Fundamental Differences

How do you write a character with a belief system fundamentally different from your own without tainting your narrative with a personal or cultural bias? This is something that seems impossible. Surely some of your own personality, your own cultural bias must be impressed on your writing, no matter how well researched. I'm only willing to accept this with this caveat:

The only ultimate bias is the one formed by the language in which you are writing.

There are limits to what English can and cannot express with simplicity and ease. The same holds true for any other language. French provides a bias with the very word "the" since nouns are gendered. In English, the biases are simply more oblique, and I'm not going to list them not just because it's too deep a conversation but because I can't possibly know them all -- I'm not sure it's possible to.

All that is moot though -- my point is that writing a character with a different fundamental viewpoint should be no different than writing a character that shares your views. Neither of them are you -- they're both strangers in a way. One may have more in common with you, true, but social values should be treated no more differently than personality traits, or even physical traits. You're can't build all your characters exclusively on yourself, no matter how interesting you think you are, and writing a character who is racist or homophobic or atheist or fundamentalist or whatever shouldn't be any different than writing a chracter who is tall, or short, or fat, or thin or angry or passive or brave or cowardly.

I mean, most of us have already written and played racist characters, we just haven't noticed it -- who played D&D? Who reads Forgotten Realms novels? Fantasy is fantastically racist. Dwarves hate Elves, Elves hate Dwarves, Everybody hates Orcs, White People - er I mean Humans have a diverse culture with all sorts of interesting things, and they hate Elves, Dwarves, Orcs, Goblins, Gnomes, Halflings, Half-Orcs, whatever. The sort of jocular racism that exists in D&D is still racism, just with a candy coating. That doesn't mean it's bad -- the past was racists as hell, and classical fantasy is the past.

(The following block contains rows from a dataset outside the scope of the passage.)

use crate::config::RenderConfig;
use crate::ir::BlockShape;
use crate::layout::{BlockLayout, ChainLayout, TextBlock};
use crate::theme::Theme;
use anyhow::Result;
use std::io::Write;
use std::path::Path;

pub fn render_svg(layout: &ChainLayout, theme: &Theme, render: &RenderConfig) -> String {
    let mut svg = String::new();
    let width = layout.width.max(200.0);
    let height = layout.height.max(200.0);

    svg.push_str(&format!(
        "<svg xmlns=\"http://www.w3.org/2000/svg\" width=\"{width}\" height=\"{height}\" viewBox=\"0 0 {width} {height}\">",
    ));
    svg.push_str(&format!(
        "<rect width=\"100%\" height=\"100%\" fill=\"{}\"/>",
        render.background
    ));

    svg.push_str("<defs>");
    svg.push_str(&format!(
        "<marker id=\"arrow\" viewBox=\"0 0 10 10\" refX=\"10\" refY=\"5\" markerWidth=\"6\" markerHeight=\"6\" orient=\"auto-start-reverse\"><path d=\"M 0 0 L 10 5 L 0 10 z\" fill=\"{}\"/></marker>",
        theme.line_color
    ));
    svg.push_str("</defs>");

    if let Some(title) = &layout.title {
        let y = title.y + theme.title_font_size;
        svg.push_str(&format!(
            "<text x=\"{:.2}\" y=\"{y:.2}\" font-family=\"{}\" font-size=\"{}\" font-weight=\"bold\" fill=\"{}\" text-anchor=\"middle\">{}</text>",
            title.x,
            theme.font_family,
            theme.title_font_size,
            theme.text_color,
            escape_xml(title.text.lines.join(" ").as_str())
        ));
    }

    for arrow in &layout.arrows {
        let d = points_to_path(&arrow.points);
        svg.push_str(&format!(
            "<path d=\"{d}\" fill=\"none\" stroke=\"{}\" stroke-width=\"1.4\" marker-end=\"url(#arrow)\"/>",
            theme.line_color
        ));
    }

    for block in &layout.blocks {
        svg.push_str(&block_shape_svg(block, theme));
        svg.push_str(&label_svg(block.x, block.y, &block.label, theme));
    }

    svg.push_str("</svg>");
    svg
}

fn block_shape_svg(block: &BlockLayout, theme: &Theme) -> String {
    let left = block.x - block.width / 2.0;
    let top = block.top();
    match block.shape {
        BlockShape::Process => format!(
            "<rect x=\"{left:.2}\" y=\"{top:.2}\" width=\"{:.2}\" height=\"{:.2}\" rx=\"4\" ry=\"4\" fill=\"{}\" stroke=\"{}\" stroke-width=\"1.4\"/>",
            block.width, block.height, theme.process_fill, theme.border_color
        ),
        BlockShape::Start | BlockShape::Terminator => {
            let rx = block.height / 2.0;
            let fill = if block.shape == BlockShape::Start {
                &theme.process_fill
            } else {
                &theme.terminator_fill
            };
            format!(
                "<rect x=\"{left:.2}\" y=\"{top:.2}\" width=\"{:.2}\" height=\"{:.2}\" rx=\"{rx:.2}\" ry=\"{rx:.2}\" fill=\"{fill}\" stroke=\"{}\" stroke-width=\"1.4\"/>",
                block.width, block.height, theme.border_color
            )
        }
        BlockShape::Decision => {
            let half_w = block.width / 2.0;
            let half_h = block.height / 2.0;
            format!(
                "<polygon points=\"{:.2},{:.2} {:.2},{:.2} {:.2},{:.2} {:.2},{:.2}\" fill=\"{}\" stroke=\"{}\" stroke-width=\"1.4\"/>",
                block.x,
                block.y - half_h,
                block.x + half_w,
                block.y,
                block.x,
                block.y + half_h,
                block.x - half_w,
                block.y,
                theme.decision_fill,
                theme.border_color
            )
        }
    }
}

fn label_svg(x: f32, center_y: f32, label: &TextBlock, theme: &Theme) -> String {
    let line_height = if label.lines.is_empty() {
        theme.font_size
    } else {
        label.height / label.lines.len() as f32
    };
    let mut out = format!(
        "<text x=\"{x:.2}\" font-family=\"{}\" font-size=\"{}\" fill=\"{}\" text-anchor=\"middle\">",
        theme.font_family, theme.font_size, theme.text_color
    );
    let first_baseline =
        center_y - label.height / 2.0 + line_height / 2.0 + theme.font_size * 0.35;
    for (i, line) in label.lines.iter().enumerate() {
        let y = first_baseline + i as f32 * line_height;
        out.push_str(&format!(
            "<tspan x=\"{x:.2}\" y=\"{y:.2}\">{}</tspan>",
            escape_xml(line)
        ));
    }
    out.push_str("</text>");
    out
}

fn points_to_path(points: &[(f32, f32)]) -> String {
    let mut d = String::new();
    for (i, (x, y)) in points.iter().enumerate() {
        let op = if i == 0 { 'M' } else { 'L' };
        d.push_str(&format!("{op} {x:.2} {y:.2} "));
    }
    d.trim_end().to_string()
}

fn escape_xml(text: &str) -> String {
    text.replace('&', "&amp;")
        .replace('<', "&lt;")
        .replace('>', "&gt;")
        .replace('"', "&quot;")
}

pub fn write_output_svg(svg: &str, path: Option<&Path>) -> Result<()> {
    match path {
        Some(path) => std::fs::write(path, svg)?,
        None => {
            let stdout = std::io::stdout();
            let mut handle = stdout.lock();
            handle.write_all(svg.as_bytes())?;
            handle.write_all(b"\n")?;
        }
    }
    Ok(())
}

Don't feel bad about any of that, how the hell were you supposed to know? But realize that when you've written a character or played a character who believes in Black and White good and evil, you have probably written someone who has racist views. And I think probably all of us, regardless of any other viewpoint, are not racist, nor do we (for whatever reason) wish to be. But at the same time, everyone is, since no one is telepathic. We can't be fully empathetic with someone because you aren't that person. Why do you think twins always seem so close? They don't share a special link, they just are the same biological person. They react the same (or at least more often than two otherwise related human beings), at a fundamental level.

This means that you're always faking it when you're putting yourself in someone else's shoes. You're imagining it, but you can't imagine what you don't know. That's why it's important to read widely; gain experience and a wider breadth of cultural viewpoints. You'll find that writing those characters who seemed strange or reprehensible will become much easier. Travel, too, don't just read. That's just one person (sometimes more) funneling their experiences through fiction, which is great too, but if you're a writer, you need more than just condensed milk. You need the whole cow.


1 comment:

  1. Great post! I'm particularly interested in this topic as the alternate history fantasy series I'm working on at the moment is actually driven by racism. It is important for more than one major plot point throughout the series. At times I'm writing and thinking "wow, I'm a d***" but then I remember it's a pretty d*** topic. Guess I must be doing it right!